Facebook è diventato una giurisdizione?


<https://www.theguardian.com/technology/2021/mar/23/facebook-leak-underscore-strategy-operate-repressive-regimes>


Facebook leak underscores strategy to operate in repressive regimes

Facebook users are permitted to praise mass murderers and “violent non-state actors” in certain situations, according to internal guidelines that underline how the tech corporation is striving to operate in repressive regimes.

The leak also reveals that Facebook maintains a list of “recognised crimes” and instructs its moderators to distinguish between those and “crimes not recognised by FB” when applying the company’s rules.

The list is designed to avoid giving succour to countries where criminal law is considered incompatible with basic human rights. “We only recognise crimes that cause physical, financial or mental injury to individual(s)” such as “theft, robbery and fraud, murder, vandalism [and] non-consensual sexual touching”, the guidelines say.

Crimes not recognised by Facebook include “claims about sexuality”, “peaceful protests against governments” and “discussing historical events/controversial subjects such as religion”. Facebook argues this is the only way it can function in countries where the rule of law is shaky.

But the revelation of its explicit decision to place itself above the law may cause friction with governments round the world. “One of the biggest problems is that Facebook has gone into every single country on the planet with no idea of the impact,” said Wendy Via, the co-founder and president of the US-based Global Project Against Hate and Extremism.

She described Facebook, which was founded in the US, as having “little language capability and zero cultural competency”, adding: “You can’t build secret rules if you can’t understand the situation.”

Even in the US, Facebook has struggled to deal with cultural changes. The documents give insight into how Facebook struggled to define and act against the far-right QAnon movement.

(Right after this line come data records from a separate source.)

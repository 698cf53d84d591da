//! REST client for the Spotter `/api/v1` endpoints.
//!
//! Wraps every endpoint with typed request/response handling using
//! [`reqwest`]. The bearer token obtained from register, login or a guest
//! session is kept on the client and attached to authenticated calls.

use serde::de::DeserializeOwned;
use serde_json::{json, Value};
use spotter_core::hit_test::{clamp_to_margin, NormalizedPoint, DEFAULT_CLICK_MARGIN};
use spotter_core::leaderboard::LeaderboardEntry;
use spotter_core::types::DbId;

use crate::error::ClientError;
use crate::types::{
    CheckResponse, GuestSession, MeResponse, Profile, Scene, SceneLeaderboard, Score,
    UserSession,
};

/// HTTP client for one Spotter server.
#[derive(Debug, Clone)]
pub struct ApiClient {
    http: reqwest::Client,
    base_url: String,
    token: Option<String>,
}

impl ApiClient {
    /// * `base_url` - Server root, e.g. `http://localhost:5174`. `/api/v1` is
    ///   appended per call.
    pub fn new(base_url: impl Into<String>) -> Self {
        Self::with_client(reqwest::Client::new(), base_url)
    }

    /// Reuse an existing [`reqwest::Client`] (shared connection pool).
    pub fn with_client(http: reqwest::Client, base_url: impl Into<String>) -> Self {
        Self {
            http,
            base_url: base_url.into().trim_end_matches('/').to_string(),
            token: None,
        }
    }

    pub fn token(&self) -> Option<&str> {
        self.token.as_deref()
    }

    /// Use a previously issued token, e.g. one restored from storage.
    pub fn set_token(&mut self, token: impl Into<String>) {
        self.token = Some(token.into());
    }

    pub fn clear_token(&mut self) {
        self.token = None;
    }

    // ---- auth ----

    /// `POST /auth/register`. Keeps the returned token.
    pub async fn register(
        &mut self,
        email: &str,
        name: Option<&str>,
        password: &str,
    ) -> Result<UserSession, ClientError> {
        let body = json!({ "email": email, "name": name, "password": password });
        let session: UserSession = self.post("/auth/register", &body, false).await?;
        self.token = Some(session.token.clone());
        Ok(session)
    }

    /// `POST /auth/login`. Keeps the returned token.
    pub async fn login(&mut self, email: &str, password: &str) -> Result<UserSession, ClientError> {
        let body = json!({ "email": email, "password": password });
        let session: UserSession = self.post("/auth/login", &body, false).await?;
        self.token = Some(session.token.clone());
        Ok(session)
    }

    /// `POST /auth/guest`. Keeps the returned token.
    pub async fn start_guest(
        &mut self,
        name_hint: Option<&str>,
    ) -> Result<GuestSession, ClientError> {
        let body = json!({ "name": name_hint });
        let session: GuestSession = self.post("/auth/guest", &body, false).await?;
        self.token = Some(session.token.clone());
        Ok(session)
    }

    /// `GET /auth/me`.
    pub async fn me(&self) -> Result<Profile, ClientError> {
        let response: MeResponse = self.get("/auth/me", true).await?;
        Ok(response.auth)
    }

    // ---- scenes & game ----

    pub async fn scenes(&self) -> Result<Vec<Scene>, ClientError> {
        self.get("/scenes", false).await
    }

    pub async fn scene(&self, id: DbId) -> Result<Scene, ClientError> {
        self.get(&format!("/scenes/{id}"), false).await
    }

    /// `POST /game/check`. Returns whether `click` finds the character.
    ///
    /// The click is clamped into the board margin before it is sent.
    pub async fn check_guess(
        &self,
        scene_id: DbId,
        character_id: DbId,
        click: NormalizedPoint,
    ) -> Result<bool, ClientError> {
        let body = check_guess_body(scene_id, character_id, click);
        let response: CheckResponse = self.post("/game/check", &body, false).await?;
        Ok(response.correct)
    }

    // ---- scores ----

    /// `POST /scores` as the current identity.
    pub async fn submit_score(&self, scene_id: DbId, ms: i64) -> Result<Score, ClientError> {
        let body = json!({ "sceneId": scene_id, "ms": ms });
        self.post("/scores", &body, true).await
    }

    /// `GET /scores/{scene_id}`. `None` uses the server default limit.
    pub async fn leaderboard(
        &self,
        scene_id: DbId,
        limit: Option<i64>,
    ) -> Result<Vec<LeaderboardEntry>, ClientError> {
        let path = match limit {
            Some(limit) => format!("/scores/{scene_id}?limit={limit}"),
            None => format!("/scores/{scene_id}"),
        };
        self.get(&path, false).await
    }

    /// `GET /leaderboards`.
    pub async fn leaderboards(
        &self,
        limit: Option<i64>,
    ) -> Result<Vec<SceneLeaderboard>, ClientError> {
        let path = match limit {
            Some(limit) => format!("/leaderboards?limit={limit}"),
            None => "/leaderboards".to_string(),
        };
        self.get(&path, false).await
    }

    pub async fn user_scores(&self, user_id: DbId) -> Result<Vec<Score>, ClientError> {
        self.get(&format!("/users/{user_id}/scores"), true).await
    }

    pub async fn guest_scores(&self, guest_id: DbId) -> Result<Vec<Score>, ClientError> {
        self.get(&format!("/guests/{guest_id}/scores"), true).await
    }

    // ---- private helpers ----

    fn url(&self, path: &str) -> String {
        format!("{}/api/v1{}", self.base_url, path)
    }

    fn authorize(
        &self,
        request: reqwest::RequestBuilder,
        required: bool,
    ) -> Result<reqwest::RequestBuilder, ClientError> {
        match (&self.token, required) {
            (Some(token), _) => Ok(request.bearer_auth(token)),
            (None, true) => Err(ClientError::MissingToken),
            (None, false) => Ok(request),
        }
    }

    async fn get<T: DeserializeOwned>(&self, path: &str, auth: bool) -> Result<T, ClientError> {
        let request = self.authorize(self.http.get(self.url(path)), auth)?;
        Self::parse_response(request.send().await?).await
    }

    async fn post<T: DeserializeOwned>(
        &self,
        path: &str,
        body: &serde_json::Value,
        auth: bool,
    ) -> Result<T, ClientError> {
        let request = self.authorize(self.http.post(self.url(path)).json(body), auth)?;
        Self::parse_response(request.send().await?).await
    }

    /// Decode a success body as `T`, or turn a failure into
    /// [`ClientError::Api`].
    async fn parse_response<T: DeserializeOwned>(
        response: reqwest::Response,
    ) -> Result<T, ClientError> {
        let status = response.status();
        if !status.is_success() {
            let body = response.text().await.unwrap_or_default();
            tracing::debug!(status = status.as_u16(), body = %body, "API call failed");
            return Err(ClientError::from_error_body(status.as_u16(), &body));
        }
        Ok(response.json::<T>().await?)
    }
}

fn check_guess_body(scene_id: DbId, character_id: DbId, click: NormalizedPoint) -> Value {
    let click = clamp_to_margin(click, DEFAULT_CLICK_MARGIN);
    json!({ "sceneId": scene_id, "characterId": character_id, "click": click })
}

Accounts associated with QAnon were banned across the platform in October 2020 after years of growing popularity and controversy.

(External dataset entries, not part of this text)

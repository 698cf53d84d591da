#![allow(dead_code)]

use std::sync::Arc;

use axum::body::Body;
use axum::http::{Request, Response, StatusCode};
use axum::Router;
use http_body_util::BodyExt;
use serde_json::Value;
use sqlx::PgPool;
use tower::ServiceExt;

use spotter_api::auth::jwt::JwtConfig;
use spotter_api::config::ServerConfig;
use spotter_api::router::build_app_router;
use spotter_api::state::AppState;

/// Build a test `ServerConfig` with safe defaults.
///
/// Uses `http://localhost:5173` as CORS origin (matching the dev default),
/// a 30-second request timeout and a fixed JWT secret.
pub fn test_config() -> ServerConfig {
    ServerConfig {
        host: "127.0.0.1".to_string(),
        port: 0,
        cors_origins: vec!["http://localhost:5173".to_string()],
        request_timeout_secs: 30,
        static_dir: None,
        guest_retention_hours: 48,
        jwt: JwtConfig {
            secret: "test-secret-that-is-long-enough-for-hmac".to_string(),
            expiry_mins: 60,
        },
    }
}

/// Build the full application router over `pool` using the same middleware
/// stack as production.
pub fn build_test_app(pool: PgPool) -> Router {
    let config = test_config();
    let state = AppState {
        pool,
        config: Arc::new(config.clone()),
    };
    build_app_router(state, &config)
}

// ---------------------------------------------------------------------------
// Request helpers
// ---------------------------------------------------------------------------

pub async fn get(app: Router, uri: &str) -> Response<Body> {
    send(app, Request::get(uri).body(Body::empty()).unwrap()).await
}

pub async fn get_auth(app: Router, uri: &str, token: &str) -> Response<Body> {
    let request = Request::get(uri)
        .header("authorization", format!("Bearer {token}"))
        .body(Body::empty())
        .unwrap();
    send(app, request).await
}

pub async fn post_json(app: Router, uri: &str, body: Value) -> Response<Body> {
    let request = Request::post(uri)
        .header("content-type", "application/json")
        .body(Body::from(body.to_string()))
        .unwrap();
    send(app, request).await
}

pub async fn post_json_auth(app: Router, uri: &str, body: Value, token: &str) -> Response<Body> {
    let request = Request::post(uri)
        .header("content-type", "application/json")
        .header("authorization", format!("Bearer {token}"))
        .body(Body::from(body.to_string()))
        .unwrap();
    send(app, request).await
}

async fn send(app: Router, request: Request<Body>) -> Response<Body> {
    app.oneshot(request).await.unwrap()
}

/// Collect a response body and parse it as JSON.
pub async fn body_json(response: Response<Body>) -> Value {
    let bytes = response.into_body().collect().await.unwrap().to_bytes();
    serde_json::from_slice(&bytes).unwrap()
}

/// Assert the standard `{error, code}` body and return it.
pub async fn expect_error(response: Response<Body>, status: StatusCode, code: &str) -> Value {
    assert_eq!(response.status(), status);
    let json = body_json(response).await;
    assert_eq!(json["code"], code, "unexpected error body: {json}");
    assert!(json["error"].is_string());
    json
}

// ---------------------------------------------------------------------------
// Identity helpers
// ---------------------------------------------------------------------------

/// Register a user through the API and return `(token, user_id)`.
pub async fn register(pool: &PgPool, email: &str, name: &str) -> (String, i64) {
    let body = serde_json::json!({ "email": email, "name": name, "password": "correct-horse" });
    let response = post_json(build_test_app(pool.clone()), "/api/v1/auth/register", body).await;
    assert_eq!(response.status(), StatusCode::CREATED);
    let json = body_json(response).await;
    (
        json["token"].as_str().unwrap().to_string(),
        json["user"]["id"].as_i64().unwrap(),
    )
}

/// Start a guest session through the API and return `(token, guest_id, name)`.
pub async fn start_guest(pool: &PgPool) -> (String, i64, String) {
    let response = post_json(
        build_test_app(pool.clone()),
        "/api/v1/auth/guest",
        serde_json::json!({}),
    )
    .await;
    assert_eq!(response.status(), StatusCode::CREATED);
    let json = body_json(response).await;
    (
        json["token"].as_str().unwrap().to_string(),
        json["guest"]["id"].as_i64().unwrap(),
        json["guest"]["name"].as_str().unwrap().to_string(),
    )
}
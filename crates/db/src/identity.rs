//! Postgres-backed [`IdentityLookup`].

use async_trait::async_trait;
use spotter_core::error::CoreError;
use spotter_core::identity::{GuestRecord, IdentityLookup, UserRecord};
use spotter_core::types::DbId;
use sqlx::PgPool;

use crate::repositories::{GuestSessionRepo, UserRepo};

/// Resolves identities against the `users` and `guest_sessions` tables.
pub struct PgIdentityLookup<'a> {
    pool: &'a PgPool,
}

impl<'a> PgIdentityLookup<'a> {
    pub fn new(pool: &'a PgPool) -> Self {
        Self { pool }
    }
}

fn store_error(err: sqlx::Error) -> CoreError {
    tracing::error!(error = %err, "Identity lookup failed");
    CoreError::Internal(format!("identity lookup failed: {err}"))
}

#[async_trait]
impl IdentityLookup for PgIdentityLookup<'_> {
    async fn find_user(&self, id: DbId) -> Result<Option<UserRecord>, CoreError> {
        let user = UserRepo::find_by_id(self.pool, id).await.map_err(store_error)?;
        user.map(|u| u.to_record()).transpose()
    }

    async fn find_guest(&self, id: DbId) -> Result<Option<GuestRecord>, CoreError> {
        let guest = GuestSessionRepo::find_by_id(self.pool, id)
            .await
            .map_err(store_error)?;
        Ok(guest.map(GuestRecord::from))
    }
}
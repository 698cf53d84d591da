use serde::Serialize;
use spotter_core::identity::GuestRecord;
use spotter_core::types::{DbId, Timestamp};
use sqlx::FromRow;

/// A row from the `guest_sessions` table.
#[derive(Debug, Clone, FromRow, Serialize)]
#[serde(rename_all = "camelCase")]
pub struct GuestSession {
    pub id: DbId,
    pub name: String,
    pub created_at: Timestamp,
}

impl From<GuestSession> for GuestRecord {
    fn from(g: GuestSession) -> Self {
        GuestRecord { id: g.id, name: g.name }
    }
}
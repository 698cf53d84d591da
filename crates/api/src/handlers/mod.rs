pub mod auth;
pub mod game;
pub mod leaderboards;
pub mod players;
pub mod scenes;
pub mod scores;
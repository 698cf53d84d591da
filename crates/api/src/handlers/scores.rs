//! Handlers for score submission and per-scene leaderboards.

use axum::extract::State;
use axum::http::StatusCode;
use axum::Json;
use serde_json::Value;
use spotter_core::error::CoreError;
use spotter_core::leaderboard::{self, LeaderboardEntry};
use spotter_core::scoring::ScoreSubmission;
use spotter_core::types::DbId;
use spotter_db::models::score::Score;
use spotter_db::repositories::{SceneRepo, ScoreRepo};

use crate::error::AppResult;
use crate::extract::{ApiJson, ApiPath, ApiQuery};
use crate::middleware::rbac::RequirePlayer;
use crate::query::LeaderboardParams;
use crate::state::AppState;

/// POST /api/v1/scores
///
/// Record a completion time for the authenticated player. Users and admins
/// are attributed by user id, guests by guest id.
pub async fn submit_score(
    State(state): State<AppState>,
    RequirePlayer(identity): RequirePlayer,
    ApiJson(body): ApiJson<Value>,
) -> AppResult<(StatusCode, Json<Score>)> {
    let submission = ScoreSubmission::parse(body.get("sceneId"), body.get("ms"))?;

    if !SceneRepo::exists(&state.pool, submission.scene_id).await? {
        return Err(CoreError::not_found("Scene", submission.scene_id).into());
    }

    let score = ScoreRepo::create(&state.pool, &submission.attribute_to(&identity)).await?;

    tracing::info!(
        score_id = score.id,
        scene_id = score.scene_id,
        ms = score.ms,
        player = identity.name(),
        "Score recorded"
    );

    Ok((StatusCode::CREATED, Json(score)))
}

/// GET /api/v1/scores/{scene_id}?limit=
///
/// Fastest times first. Unknown scenes yield an empty list.
pub async fn scene_leaderboard(
    State(state): State<AppState>,
    ApiPath(scene_id): ApiPath<DbId>,
    ApiQuery(params): ApiQuery<LeaderboardParams>,
) -> AppResult<Json<Vec<LeaderboardEntry>>> {
    let limit = leaderboard::clamp_limit(params.limit);
    let rows = ScoreRepo::leaderboard(&state.pool, scene_id, limit).await?;
    Ok(Json(leaderboard::rank(rows, limit)))
}
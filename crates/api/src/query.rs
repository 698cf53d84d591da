//! Shared query parameter types for API handlers.

use serde::Deserialize;

/// `?limit=` for leaderboard reads. Clamped by
/// [`spotter_core::leaderboard::clamp_limit`].
#[derive(Debug, Default, Deserialize)]
pub struct LeaderboardParams {
    pub limit: Option<i64>,
}
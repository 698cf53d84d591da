//! Periodic pruning of stale guest sessions.
//!
//! Deletes `guest_sessions` rows older than the configured retention period.
//! Scores keep their rows with `guest_id` nulled and show as "Anonymous";
//! tokens for a pruned guest stop resolving.

use std::time::Duration;

use chrono::{DateTime, Utc};
use spotter_db::repositories::GuestSessionRepo;
use sqlx::PgPool;
use tokio_util::sync::CancellationToken;

/// How often the cleanup job runs.
const CLEANUP_INTERVAL: Duration = Duration::from_secs(3600); // 1 hour

/// Delete guest sessions older than `retention_hours` once.
///
/// Returns the number of sessions removed.
pub async fn prune_once(pool: &PgPool, retention_hours: i64) -> Result<u64, sqlx::Error> {
    let Some(cutoff) = retention_cutoff(Utc::now(), retention_hours) else {
        tracing::warn!(retention_hours, "Guest retention: period out of range, skipping");
        return Ok(0);
    };
    GuestSessionRepo::delete_older_than(pool, cutoff).await
}

/// Sessions created before the returned instant are stale.
///
/// `None` when `retention_hours` reaches past the representable time range.
fn retention_cutoff(now: DateTime<Utc>, retention_hours: i64) -> Option<DateTime<Utc>> {
    chrono::Duration::try_hours(retention_hours).and_then(|period| now.checked_sub_signed(period))
}

/// Run the guest retention loop until `cancel` is triggered.
pub async fn run(pool: PgPool, retention_hours: i64, cancel: CancellationToken) {
    tracing::info!(
        retention_hours,
        interval_secs = CLEANUP_INTERVAL.as_secs(),
        "Guest retention job started"
    );

    let mut interval = tokio::time::interval(CLEANUP_INTERVAL);

    loop {
        tokio::select! {
            _ = cancel.cancelled() => {
                tracing::info!("Guest retention job stopping");
                break;
            }
            _ = interval.tick() => {
                match prune_once(&pool, retention_hours).await {
                    Ok(deleted) => {
                        if deleted > 0 {
                            tracing::info!(deleted, "Guest retention: pruned stale sessions");
                        } else {
                            tracing::debug!("Guest retention: nothing to prune");
                        }
                    }
                    Err(e) => {
                        tracing::error!(error = %e, "Guest retention: cleanup failed");
                    }
                }
            }
        }
    }
}

#[cfg(test)]
mod tests {
    use chrono::TimeZone;

    use super::*;

    #[test]
    fn cutoff_is_retention_hours_before_now() {
        let now = Utc.with_ymd_and_hms(2026, 3, 10, 12, 0, 0).unwrap();
        let cutoff = retention_cutoff(now, 48).unwrap();
        assert_eq!(cutoff, Utc.with_ymd_and_hms(2026, 3, 8, 12, 0, 0).unwrap());
    }

    #[test]
    fn out_of_range_retention_has_no_cutoff() {
        let now = Utc::now();
        assert!(retention_cutoff(now, i64::MAX).is_none());
        assert!(retention_cutoff(now, 24 * 365 * 1_000_000).is_none());
    }
}
use std::sync::Arc;

use crate::config::ServerConfig;

/// Shared application state available to all Axum handlers via `State<AppState>`.
///
/// This is cheaply cloneable (the pool is reference-counted, config is behind `Arc`).
#[derive(Clone)]
pub struct AppState {
    /// Database connection pool.
    pub pool: spotter_db::DbPool,
    /// Server configuration (JWT settings are read by the auth extractor).
    pub config: Arc<ServerConfig>,
}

Defining QAnon as a “violence-inducing conspiracy network”, the company now bans non-state actors that “are organised under a name, sign mission statement or symbol; AND promote theories that attribute violent or dehumanising behaviour to people or organizations that have been debunked by credible sources; AND have advocated for incidents of real-world violence to draw attention to or redress the supposed harms promoted in those debunked theories”, according to the leaked guidelines for moderators, which date from December 2020.